Kubernetes Job
Provides a production-hardened instance of a Kubernetes Job with the following enhancements:
- Standardized resource labels
- Pod and container security hardening
- Temporary directory mounting
- ConfigMap and Secret mounting
- Downward-API integrations
- Service account configuration with default permissions
- Integration with the Panfactum bin-packing scheduler
- High-availability scheduling constraints
- Readiness and liveness probe configurations
- Automatic reloading via the Reloader
- Vertical pod autoscaling
- Pod disruption budget
- Toleration switches for the various Panfactum node classes
Usage
Basics
This module follows the basic workload deployment patterns describe in this guide.
Scheduling
This module has inputs that map one-for-one to the standard Kubernetes Job API.
Providers
The following providers are needed by this module:
kubectl (2.1.3)
kubernetes (2.34.0)
pf (0.0.7)
random (3.6.3)
Required Inputs
The following input variables are required:
containers
Description: A list of container configurations for the Pod
Type:
list(object({
name = string # A unique name for the container within the pod
init = optional(bool, false) # Iff true, the container will be an init container
image_registry = string # The URL for a container image registry (e.g., docker.io)
image_repository = string # The path to the image repository within the registry (e.g., library/nginx)
image_tag = string # The tag for a specific image within the repository (e.g., 1.27.1)
image_pin_enabled = optional(bool, true) # Whether the image should be pinned to every node regardless of whether the container is running or not (speeds up startup times)
image_prepull_enabled = optional(bool, true) # Whether the image will be prepulled to nodes when the nodes are first created (speeds up startup times)
command = list(string) # The command to be run as the root process inside the container
working_dir = optional(string, null) # The directory the command will be run in. If left null, will default to the working directory set by the image
image_pull_policy = optional(string, "IfNotPresent") # Sets the container's ImagePullPolicy
minimum_memory = optional(number, 100) #The minimum amount of memory in megabytes
maximum_memory = optional(number, null) #The maximum amount of memory in megabytes
memory_limit_multiplier = optional(number, 1.3) # memory limits = memory request x this value
minimum_cpu = optional(number, 10) # The minimum amount of cpu millicores
maximum_cpu = optional(number, null) # The maximum amount of cpu to allow (in millicores)
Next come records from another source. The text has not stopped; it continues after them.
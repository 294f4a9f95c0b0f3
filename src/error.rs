use thiserror::Error;

#[derive(Error, Debug)]
pub enum FarmWeatherError {
    #[error("HTTP request error: {0}")]
    Http(#[from] reqwest::Error),

    #[error("Configuration error: {0}")]
    Config(String),

    #[error("IO error: {0}")]
    Io(#[from] std::io::Error),

    #[error("JSON parsing error: {0}")]
    Json(#[from] serde_json::Error),

    #[error("Data source unavailable: {0}")]
    DataSourceUnavailable(String),

    #[error("Invalid data: {0}")]
    InvalidData(String),

    #[error("Not found: {0}")]
    NotFound(String),
}

pub type Result<T> = std::result::Result<T, FarmWeatherError>;
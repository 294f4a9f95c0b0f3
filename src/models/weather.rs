use chrono::{DateTime, Utc};
use serde::{Deserialize, Serialize};

const PRECIPITATION_KEYWORDS: [&str; 3] = ["rain", "drizzle", "thunderstorm"];
const SUNSHINE_KEYWORDS: [&str; 2] = ["sun", "clear"];

/// Current conditions as reported by a weather provider
#[derive(Debug, Clone, PartialEq, Serialize, Deserialize)]
pub struct CurrentWeather {
    pub temperature_c: f64,
    pub description: String,
    pub humidity_percent: u32,
    #[serde(skip_serializing_if = "Option::is_none")]
    pub wind_speed_ms: Option<f64>,
    pub observed_at: DateTime<Utc>,
}

impl CurrentWeather {
    /// Whether the description mentions rain, drizzle or a thunderstorm
    pub fn mentions_precipitation(&self) -> bool {
        self.mentions_any(&PRECIPITATION_KEYWORDS)
    }

    pub fn mentions_sunshine(&self) -> bool {
        self.mentions_any(&SUNSHINE_KEYWORDS)
    }

    fn mentions_any(&self, keywords: &[&str]) -> bool {
        let description = self.description.to_lowercase();
        keywords.iter().any(|k| description.contains(k))
    }
}
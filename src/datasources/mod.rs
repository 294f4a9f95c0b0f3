pub mod openweathermap;
#[cfg(test)]
pub mod testing;

pub use openweathermap::OpenWeatherMapClient;

use crate::error::Result;
use crate::models::{CurrentWeather, WeatherForecast};
use async_trait::async_trait;

/// Source of weather data for a named place
#[async_trait]
pub trait WeatherProvider: Send + Sync {
    async fn current_weather(&self, location: &str) -> Result<CurrentWeather>;

    async fn forecast(&self, location: &str) -> Result<WeatherForecast>;
}
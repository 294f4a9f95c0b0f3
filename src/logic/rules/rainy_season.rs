use super::Rule;
use crate::models::{Advice, AdviceCategory, CurrentWeather, Language};

/// Rainy season guidance
///
/// Conditions:
/// - Description mentions rain, drizzle or thunderstorm
///
/// Takes priority over the dry-season rule regardless of temperature.
pub struct RainySeasonRule;

impl Rule for RainySeasonRule {
    fn id(&self) -> &'static str {
        "rainy_season"
    }

    fn evaluate(&self, weather: &CurrentWeather, language: Language) -> Option<Advice> {
        if !weather.mentions_precipitation() {
            return None;
        }

        let advice = Advice::new(AdviceCategory::RainySeason);
        let advice = match language {
            Language::English => advice
                .with_line("Rainy Season: Plant suitable crops and vegetables. Ensure good drainage.")
                .with_line("Rainy Season: Monitor crops for diseases common in wet conditions."),
            Language::Luo => advice
                .with_line("Kinde koth: Pidho cham kod povrigo. Ket laro ne pi.")
                .with_line("Kinde koth: Ng'i kodi pile mondo kik two mar koth ogogi."),
        };

        Some(advice)
    }
}
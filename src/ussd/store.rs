use crate::error::Result;
use crate::models::Session;
use async_trait::async_trait;
use chrono::Utc;
use std::collections::HashMap;
use tokio::sync::RwLock;

/// Storage for live USSD sessions, keyed by gateway session id
#[async_trait]
pub trait SessionStore: Send + Sync {
    async fn get(&self, session_id: &str) -> Result<Option<Session>>;

    /// Create (or reset) a session with default state
    async fn create(&self, session_id: &str, phone_number: &str) -> Result<Session>;

    /// Refresh `last_activity` and persist it
    async fn touch(&self, session: &mut Session) -> Result<()>;

    async fn save(&self, session: &Session) -> Result<()>;

    async fn remove(&self, session_id: &str) -> Result<()>;

    /// Number of live sessions
    async fn len(&self) -> Result<usize>;
}

/// Process-local session store.
///
/// Entries are only dropped when a user exits; sessions abandoned mid-menu
/// stay until their id is reused. Long-running deployments need an external
/// eviction policy.
pub struct InMemorySessionStore {
    sessions: RwLock<HashMap<String, Session>>,
    default_location: String,
}

impl InMemorySessionStore {
    pub fn new(default_location: impl Into<String>) -> Self {
        Self {
            sessions: RwLock::new(HashMap::new()),
            default_location: default_location.into(),
        }
    }
}

#[async_trait]
impl SessionStore for InMemorySessionStore {
    async fn get(&self, session_id: &str) -> Result<Option<Session>> {
        Ok(self.sessions.read().await.get(session_id).cloned())
    }

    async fn create(&self, session_id: &str, phone_number: &str) -> Result<Session> {
        let session = Session::new(session_id, phone_number, self.default_location.as_str());
        self.sessions
            .write()
            .await
            .insert(session_id.to_string(), session.clone());
        Ok(session)
    }

    async fn touch(&self, session: &mut Session) -> Result<()> {
        session.last_activity = Utc::now();
        if let Some(stored) = self.sessions.write().await.get_mut(&session.id) {
            stored.last_activity = session.last_activity;
        }
        Ok(())
    }

    async fn save(&self, session: &Session) -> Result<()> {
        self.sessions
            .write()
            .await
            .insert(session.id.clone(), session.clone());
        Ok(())
    }

    async fn remove(&self, session_id: &str) -> Result<()> {
        self.sessions.write().await.remove(session_id);
        Ok(())
    }

    async fn len(&self) -> Result<usize> {
        Ok(self.sessions.read().await.len())
    }
}
use crate::error::{FarmWeatherError, Result};
use crate::ussd::request::INPUT_SEPARATOR;
use crate::ussd::{UssdRequest, UssdService};
use dialoguer::Input;

/// Plays the carrier gateway's part: remembers every reply and sends the
/// whole history with each callback.
pub struct GatewaySimulator {
    session_id: String,
    phone_number: String,
    service_code: String,
    history: Vec<String>,
}

impl GatewaySimulator {
    pub fn new(
        session_id: impl Into<String>,
        phone_number: impl Into<String>,
        service_code: impl Into<String>,
    ) -> Self {
        Self {
            session_id: session_id.into(),
            phone_number: phone_number.into(),
            service_code: service_code.into(),
            history: Vec::new(),
        }
    }

    /// The opening callback when the user dials the service code
    pub fn dial(&self) -> UssdRequest {
        self.request()
    }

    pub fn reply(&mut self, input: &str) -> UssdRequest {
        self.history.push(input.trim().to_string());
        self.request()
    }

    fn request(&self) -> UssdRequest {
        let separator = INPUT_SEPARATOR.to_string();
        UssdRequest::new(
            self.session_id.as_str(),
            self.phone_number.as_str(),
            self.history.join(&separator),
        )
        .with_service_code(self.service_code.as_str())
    }
}

/// Drive one session on the terminal until the service answers END
pub async fn run(service: &UssdService, mut simulator: GatewaySimulator) -> Result<()> {
    println!("Dialing {} as {}", simulator.service_code, simulator.phone_number);
    println!();

    let mut request = simulator.dial();
    loop {
        let response = service.handle(&request).await;
        println!("{}", response);
        println!();

        if response.is_end() {
            break;
        }

        let input: String = Input::new()
            .with_prompt("Reply")
            .allow_empty(true)
            .interact_text()
            .map_err(|e| FarmWeatherError::InvalidData(format!("Input error: {}", e)))?;

        request = simulator.reply(&input);
    }

    Ok(())
}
privileged = optional(bool, false) # Whether to allow the container to run in privileged mode
run_as_root = optional(bool, false) # Whether to run the container as root
uid = optional(number, 1000) # user to use when running the container if not root
linux_capabilities = optional(list(string), []) # Default is drop ALL
readonly = optional(bool, true) # Whether to use a readonly file system
env = optional(map(string), {}) # Environment variables specific to the container
}))
name
Description: The name of this Job
Type: string
namespace
Description: The namespace the Job should be deployed to
Type: string
Optional Inputs
The following input variables are optional (have default values):
active_deadline_seconds
Description: Specifies the duration in seconds relative to the startTime that the job may be continuously active before the system tries to terminate it; value must be positive integer.
Type: number
Default: 86400
arm_nodes_enabled
Description: Whether to allow Pods to schedule on arm64 nodes
Type: bool
Default: true
backoff_limit
Description: Specifies the number of retries before marking the Job failed.
Type: number
Default: 1
burstable_nodes_enabled
Description: Whether to allow Pods to schedule on burstable nodes
Type: bool
Default: true
cilium_required
Description: True iff the Cilium CNI is required to be installed on a node prior to scheduling on it
Type: bool
Default: true
common_env
Description: Key pair values of the environment variables for each container
Type: map(string)
Default: {}
common_env_from_config_maps
Description: Environment variables that are sourced from existing Kubernetes ConfigMaps. The keys are the environment variables names and the values are the ConfigMap references.
Type:
map(object({
config_map_name = string
key = string
}))
Default: {}
common_env_from_secrets
Description: Environment variables that are sourced from existing Kubernetes Secrets. The keys are the environment variables names and the values are the Secret references.
Type:
map(object({
secret_name = string
key = string
}))
Default: {}
common_secrets
Description: Key pair values of secrets to add to the containers as environment variables
Type: map(string)
Default: {}
concurrency_policy
Description: Specifies how to treat concurrent executions of a Job.
Type: string
Default: "Forbid"
config_map_mounts
Description: A mapping of ConfigMap names to their mount configuration in the containers of the Job
Type:
map(object({
mount_path = string # Where in the containers to mount the ConfigMap
optional = optional(bool, false) # Whether the Pod can launch if this ConfigMap does not exist
sub_paths = optional(list(string), []) # Only mount these keys of the ConfigMap (will mount at `${mount_path}/${sub_path}`)
}))
Default: {}
controller_nodes_enabled
Description: Whether to allow pods to schedule on EKS Node Group nodes (controller nodes)
Type: bool
Default: false
disruptions_enabled
Description: Whether to enable disrupting the Pods in the middle of execution.
Type: bool
Default: false
dns_policy
Description: The DNS policy for the Pod
Type: string
Default: "ClusterFirst"
extra_annotations
Description: A map of extra annotations that will be added to the Job (not the pods)
Type: map(string)
Default: {}
extra_labels
Description: A map of extra labels that will be added to the Job (not the pods)
Type: map(string)
Default: {}
extra_pod_annotations
Description: Annotations to add to the pods in the Job
Type: map(string)
Default: {}
extra_pod_failure_policy_rules
Description: Specifies when a pod is marked as failed. See failure policy docs
Type:
list(object({
action = optional(string, "Ignore")
on_pod_conditions = optional(list(object({ type = string })), [])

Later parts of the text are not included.